As more and more materials are brought to the NPC stations by any player, thresholds are reached in game that unlock new skill books, and eventually new BPCs. Every few weeks, the scientists come up with a new skill book, at steadily increasing costs. Jove Cruisers, for one billion ISK. Jove Battlecruisers, for ten billion ISK. BPCs for ships of these classes also become available as more and more Jove material is delivered. Building the ships requires materials from Empire, from null, and a few of the materials from the Jove sites as well. But they can be built. And flown. And they're completely awesome. Jove ships don't require the Jove Access Rig: they can use any Jove stargate. And you have a Suspect flag whenever you're sitting in any Jove ship. And as you buy the skill books, your CONCORD-placed bounties go up and up and up.
By this point, the three choke-point entry systems are probably the sites of a dozen major fleet fights a day. The three NPC stations are bubbled and camped around the clock, but someone always comes along and tries to push the camp away. The 2000km from station to gate is one giant grid strewn with wrecks, corpses, cans, and anchored bubbles. Super-cap battles in the system are constant and intense. The demand for Jove skill books and ships is increasing daily.

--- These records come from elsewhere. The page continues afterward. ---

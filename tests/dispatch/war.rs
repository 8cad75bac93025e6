//! RecognitionOfWar handling: requeue for others, drop without units, log results.

use std::sync::Arc;

use peril_dispatch::bus::InMemoryQueue;
use peril_dispatch::game::{GameLog, RecognitionOfWar, WarOutcome};
use peril_dispatch::handlers;
use peril_dispatch::{AckDecision, Diagnostic, EventHandler, MemoryDiagnostics};

use crate::support::{config, unit, war, Board, FlakyPublisher};

fn handler_for(
    board: Arc<Board>,
    publisher: Arc<FlakyPublisher>,
    username: &str,
) -> impl EventHandler<RecognitionOfWar> {
    handlers::handler_war(
        move |w: &RecognitionOfWar| board.handle_war(w),
        publisher,
        &config(username),
    )
}

fn logs(publisher: &FlakyPublisher) -> Vec<GameLog> {
    publisher
        .queue
        .published_to("game_logs")
        .iter()
        .map(|envelope| envelope.decode().unwrap())
        .collect()
}

#[test]
fn war_between_others_is_requeued() {
    let board = Arc::new(Board::new("carol").with_unit(unit(1, "europe")));
    let publisher = Arc::new(FlakyPublisher::new(InMemoryQueue::new()));
    let handler = handler_for(board, publisher.clone(), "carol");

    assert_eq!(handler.handle(&war("alice", "bob")), AckDecision::RejectRequeue);
    assert_eq!(publisher.attempts(), 0);
}

#[test]
fn war_without_units_is_dropped() {
    let board = Arc::new(Board::new("bob"));
    let publisher = Arc::new(FlakyPublisher::new(InMemoryQueue::new()));
    let handler = handler_for(board, publisher.clone(), "bob");

    assert_eq!(handler.handle(&war("alice", "bob")), AckDecision::RejectDrop);
    assert_eq!(publisher.attempts(), 0);
}

#[test]
fn draw_is_logged_then_accepted() {
    let board = Arc::new(Board::new("bob").with_unit(unit(1, "europe")));
    let publisher = Arc::new(FlakyPublisher::new(InMemoryQueue::new()));
    let handler = handler_for(board, publisher.clone(), "bob");

    assert_eq!(handler.handle(&war("alice", "bob")), AckDecision::Accept);

    let logs = logs(&publisher);
    assert_eq!(logs.len(), 1);
    assert_eq!(logs[0].username, "bob");
    assert_eq!(logs[0].message, "A war between alice and bob resulted in a draw");
}

#[test]
fn draw_log_failure_requeues() {
    let board = Arc::new(Board::new("bob").with_unit(unit(1, "europe")));
    let publisher = Arc::new(FlakyPublisher::new(InMemoryQueue::new()));
    publisher.fail_next(1);
    let handler = handler_for(board, publisher.clone(), "bob");

    assert_eq!(handler.handle(&war("alice", "bob")), AckDecision::RejectRequeue);
    assert!(logs(&publisher).is_empty());
}

#[test]
fn victories_are_logged_for_either_side() {
    for outcome in [
        WarOutcome::YouWon {
            winner: "bob".into(),
            loser: "alice".into(),
        },
        WarOutcome::OpponentWon {
            winner: "bob".into(),
            loser: "alice".into(),
        },
    ] {
        let board = Arc::new(
            Board::new("bob")
                .with_unit(unit(1, "europe"))
                .with_war_result(outcome),
        );
        let publisher = Arc::new(FlakyPublisher::new(InMemoryQueue::new()));
        let handler = handler_for(board, publisher.clone(), "bob");

        assert_eq!(handler.handle(&war("alice", "bob")), AckDecision::Accept);
        let logs = logs(&publisher);
        assert_eq!(logs.len(), 1);
        assert_eq!(logs[0].message, "bob won a war against alice");
    }
}

#[test]
fn victory_log_failure_reports_destination() {
    let board = Arc::new(
        Board::new("bob")
            .with_unit(unit(1, "europe"))
            .with_war_result(WarOutcome::YouWon {
                winner: "bob".into(),
                loser: "alice".into(),
            }),
    );
    let publisher = Arc::new(FlakyPublisher::new(InMemoryQueue::new()));
    publisher.fail_next(1);
    let diagnostics = MemoryDiagnostics::new();
    let b = board.clone();
    let handler = handlers::handler_war(
        move |w: &RecognitionOfWar| b.handle_war(w),
        publisher.clone(),
        &config("bob"),
    )
    .with_diagnostics(diagnostics.clone());

    assert_eq!(handler.handle(&war("alice", "bob")), AckDecision::RejectRequeue);
    assert!(matches!(
        &diagnostics.entries()[0],
        Diagnostic::PublishFailed { destination, .. } if destination == "game_logs"
    ));
}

Pity the poor idiot that buys 20 Jove Cruiser skill books intending to haul them to Jita. First, that's 20 billion ISK, minimum. It's probably a lot more as the skill book code in game makes each book successively more expensive. Then he's got a 10 billion ISK bounty, minimum. And he's got to figure out a way to get these billions of ISK in skill books to Empire somehow without being ganked... only he's now appearing on the top twenty bounty list...
Jove weapon skill books begin to unlock, first the smalls, then the mediums. These require that you've trained all four types of T1 weapons to Level V, and are just as expensive as the ship skill books, and give you CONCORD bounties just as fast. By this time the bitter-vets don't care: like any drug, Jove technology is highly addictive. "Let them come find me in Jove space if they want this bounty," they'll say, and people will. Lots of very rich people will kill lots of other very rich people in their very expensive Jove ships to get at those bounties. And eventually Jove weapon BPCs are unlocked too and these require more Jove materials from inside the three regions, which have become constant bloodbaths around the site warp-in points. When you enter a Jove system, the first thing you notice is there are about a hundred scan probes out waiting for the next site to spawn, and a half-dozen fleets within five jumps all waiting for the next one to be scanned down.
Eventually, the Jove Battleship skill book unlocks. It costs one hundred billion ISK. But the first pilot to sit in one is a famous New Eden demi-god. Oh, and also a big fat juicy target.
That covers about the first year. About a month after that, the Jove wake up. It was all a trap, you see... they wanted capsuleers in their space, flying their ships, trapped far away from their enormous capital and super-capital ship fleets. But I'm sure someone else can take over from here. That's enough for now.
It's time to open up Jove space. If not now, when?
What do you think? ;-)
EDIT (12/Dec/2012): After I published this post, I thought of one way to game the system: use throw-away alts to buy the skill books and in that way avoid the bounties. I can think of two fixes: either don't allow Jove skill books to be sold, contracted, or traded, or more simply, apply the bounty to the person that trains the skill, not the person that buys the book.